Material provided
▼

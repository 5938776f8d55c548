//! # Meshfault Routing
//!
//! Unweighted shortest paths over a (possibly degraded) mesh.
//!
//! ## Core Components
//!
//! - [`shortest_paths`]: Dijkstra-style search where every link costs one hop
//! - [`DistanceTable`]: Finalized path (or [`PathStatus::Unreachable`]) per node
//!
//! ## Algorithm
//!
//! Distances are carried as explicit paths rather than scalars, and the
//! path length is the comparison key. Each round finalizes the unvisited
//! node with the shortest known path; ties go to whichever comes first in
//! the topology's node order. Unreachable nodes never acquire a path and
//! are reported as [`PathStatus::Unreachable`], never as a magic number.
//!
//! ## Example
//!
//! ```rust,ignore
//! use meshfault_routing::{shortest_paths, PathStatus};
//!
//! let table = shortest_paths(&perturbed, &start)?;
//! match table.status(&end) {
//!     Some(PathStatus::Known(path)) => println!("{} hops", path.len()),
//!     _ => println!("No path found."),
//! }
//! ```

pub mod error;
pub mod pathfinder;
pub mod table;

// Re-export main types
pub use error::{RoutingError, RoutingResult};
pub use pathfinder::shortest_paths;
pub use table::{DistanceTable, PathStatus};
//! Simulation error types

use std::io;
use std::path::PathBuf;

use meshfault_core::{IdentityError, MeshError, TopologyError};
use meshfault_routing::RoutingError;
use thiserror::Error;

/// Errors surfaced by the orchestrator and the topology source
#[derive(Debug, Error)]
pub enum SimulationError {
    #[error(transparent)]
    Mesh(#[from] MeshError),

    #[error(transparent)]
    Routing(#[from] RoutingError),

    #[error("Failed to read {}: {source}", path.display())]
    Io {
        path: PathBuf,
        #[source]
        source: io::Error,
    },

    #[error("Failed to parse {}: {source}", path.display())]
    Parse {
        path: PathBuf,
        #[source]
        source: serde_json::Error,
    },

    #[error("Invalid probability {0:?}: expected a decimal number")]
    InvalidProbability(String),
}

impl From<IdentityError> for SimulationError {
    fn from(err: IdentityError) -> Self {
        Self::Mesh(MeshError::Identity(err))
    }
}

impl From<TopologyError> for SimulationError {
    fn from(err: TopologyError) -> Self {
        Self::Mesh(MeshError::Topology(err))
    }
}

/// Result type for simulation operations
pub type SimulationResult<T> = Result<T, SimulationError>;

▲

Take the line that holds "Self::Mesh(MeshError::Topology(err))" as the first line and the last line of the data as the final one. Retype everything between, both included, exactly.

Finished exercise
        Self::Mesh(MeshError::Topology(err))
    }
}

/// Result type for simulation operations
pub type SimulationResult<T> = Result<T, SimulationError>;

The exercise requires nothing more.